1.1 O ponto de partida de Uma Teoria da Justiça

Uma Teoria da Justiça está inserida no contexto de teoria política normativa, pois Rawls tem como objetivo elaborar uma teoria capaz de fornecer uma justificação racional para estabelecer uma preferência de determinados valores políticos sobre outros. Na formulação de sua teoria, Rawls apostou na capacidade de julgamento humano para o estabelecimento de razões pelas quais os cidadãos de uma sociedade devem considerar uma concepção de justiça mais razoável à outra. O pressuposto rawlsiano é o pluralismo moral e político que constitui as sociedades contemporâneas. Sem a possibilidade de impor aos cidadãos alguma concepção específica de bem, dado o fato do pluralismo, o problema central de Uma Teoria da Justiça é formular princípios normativos capazes de fornecer uma concepção de justiça política e social capazes de especificar os termos equitativos de cooperação social no âmbito de uma sociedade democrática.

Sendo a sociedade um empreendimento que visa distribuir as vantagens da cooperação entre os indivíduos, os princípios normativos (e de justiça social) “são um modo de atribuir direitos e deveres nas instituições básicas da sociedade e definem a distribuição apropriada dos benefícios e dos encargos da cooperação social.”.[11] Uma questão central é por quais motivos as pessoas endossariam os princípios de justiça?
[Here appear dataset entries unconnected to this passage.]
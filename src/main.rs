use anyhow::{Context, Result};
use mgpipe::cli::commands::{RunCommand, ValidateCommand};
use mgpipe::cli::output::*;
use mgpipe::cli::{Cli, Command};
use mgpipe::engine::{EngineClientConfig, SubprocessEngine};
use mgpipe::execution::{PipelineOrchestrator, ProcessContext};
use mgpipe::PipelineError;
use std::sync::Arc;
use tracing::error;
use tracing_subscriber::{EnvFilter, FmtSubscriber};

#[tokio::main]
async fn main() -> Result<()> {
    let cli = Cli::from_args();

    // Initialize logging; RUST_LOG wins over --verbose
    let log_level = if cli.verbose { "debug" } else { "info" };
    let filter =
        EnvFilter::try_from_default_env().unwrap_or_else(|_| EnvFilter::new(log_level));
    let subscriber = FmtSubscriber::builder()
        .with_env_filter(filter)
        .with_writer(std::io::stderr)
        .finish();
    tracing::subscriber::set_global_default(subscriber)
        .context("Failed to set logging subscriber")?;

    // Execute command
    match &cli.command {
        Command::Run(cmd) => run_pipeline(cmd).await?,
        Command::Validate(cmd) => validate_inputs(cmd)?,
    }

    Ok(())
}

fn build_orchestrator(cmd: &RunCommand) -> PipelineOrchestrator<SubprocessEngine> {
    let mut engine_config = EngineClientConfig::new();
    if let Some(program) = &cmd.engine {
        engine_config = engine_config.with_program(program.clone());
    }
    for arg in &cmd.engine_args {
        engine_config = engine_config.with_arg(arg.clone());
    }

    let context = Arc::new(ProcessContext::with_rayon());
    PipelineOrchestrator::new(context, SubprocessEngine::new(engine_config))
}

async fn run_pipeline(cmd: &RunCommand) -> Result<()> {
    let optional = cmd
        .inputs
        .optional()
        .context("Failed to load optional parameters")?;
    let orchestrator = build_orchestrator(cmd);

    println!(
        "{} Running with engine {}",
        ROCKET,
        style(orchestrator.engine().program()).bold()
    );
    let spinner = create_spinner("Preparing and running community models...");

    // Set up event handler for console output, printed above the spinner
    let printer = spinner.clone();
    orchestrator.add_event_handler(move |event| {
        printer.println(format_pipeline_event(&event));
    });

    let result = orchestrator.execute(cmd.inputs.required(), optional).await;
    spinner.finish_and_clear();

    match result {
        Ok(outcome) => {
            println!("{}", format_result_summary(&outcome.result));
            if cmd.json {
                println!("{}", serde_json::to_string_pretty(&outcome.result)?);
            }
            let elapsed = outcome.completed_at - outcome.started_at;
            println!(
                "\n{} Run {} completed {} in {}s",
                CHECK,
                style(&outcome.run_id.to_string()[..8]).dim(),
                style("successfully").green(),
                elapsed.num_seconds()
            );
            Ok(())
        }
        Err(e) => fail(e),
    }
}

fn validate_inputs(cmd: &ValidateCommand) -> Result<()> {
    println!("{} Validating inputs...", INFO);

    let optional = cmd
        .inputs
        .optional()
        .context("Failed to load optional parameters")?;
    let context = Arc::new(ProcessContext::with_rayon());
    let orchestrator = PipelineOrchestrator::new(
        context,
        SubprocessEngine::new(EngineClientConfig::default()),
    );
    orchestrator.add_event_handler(|event| {
        println!("{}", format_pipeline_event(&event));
    });

    match orchestrator.prepare(cmd.inputs.required(), optional) {
        Ok(prepared) => {
            println!("{} Inputs are valid!", CHECK);
            println!("{}", format_configuration(&prepared.config));
            if cmd.json {
                let json = serde_json::to_string_pretty(&prepared.config)?;
                println!("\n{}", json);
            }
            Ok(())
        }
        Err(e) => fail(e),
    }
}

fn fail(e: PipelineError) -> ! {
    println!("{}", format_error(&e));
    error!("{}", e);
    std::process::exit(1);
}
Essa questão se relaciona com as razões pelas quais os indivíduos estão dispostos a obedecer às regras estabelecidas pelas instituições e, além disso, sentirem-se suficientemente satisfeitos com os bens primários distribuídos a ponto de não manifestarem o desejo de, em algum momento futuro, renunciar às próprias obrigações ou ao respeito pelos concidadãos.

Na proposta rawlsiana liberdade e igualdade são os conceitos centrais que se articulam na mobilização de uma concepção de uma justiça denominada liberal-igualitária. Rawls propôs uma fundamentação filosófica das instituições de uma democracia constitucional que seja mais satisfatória do que aquela sustentada pelo utilitarismo, compreendido como corrente de pensamento dominante na tradição do pensamento político anglo-saxão à época. Para ele, o utilitarismo predominou na filosofia moral moderna por duas razões. Primeiro pela qualidade e o rigor conceitual utilitarista.[12] A filosofia utilitária foi o produto sistemático dos esforços intelectuais de escritores como Hume, Adam Smith, Bentham e Mill. O corpo teórico por eles produzido se notabilizou por responder às necessidades das instituições de seu tempo com teorias morais sistemáticas. Em segundo lugar, os críticos dessa tradição falharam em produzir uma concepção moral prática e sistemática alternativa, limitando-se a apontar as obscuridades do princípio da utilidade e as possíveis contrariedades entre ele e nossos sentimentos morais. O resultado acabou sendo a escolha entre o utilitarismo e o intuicionismo.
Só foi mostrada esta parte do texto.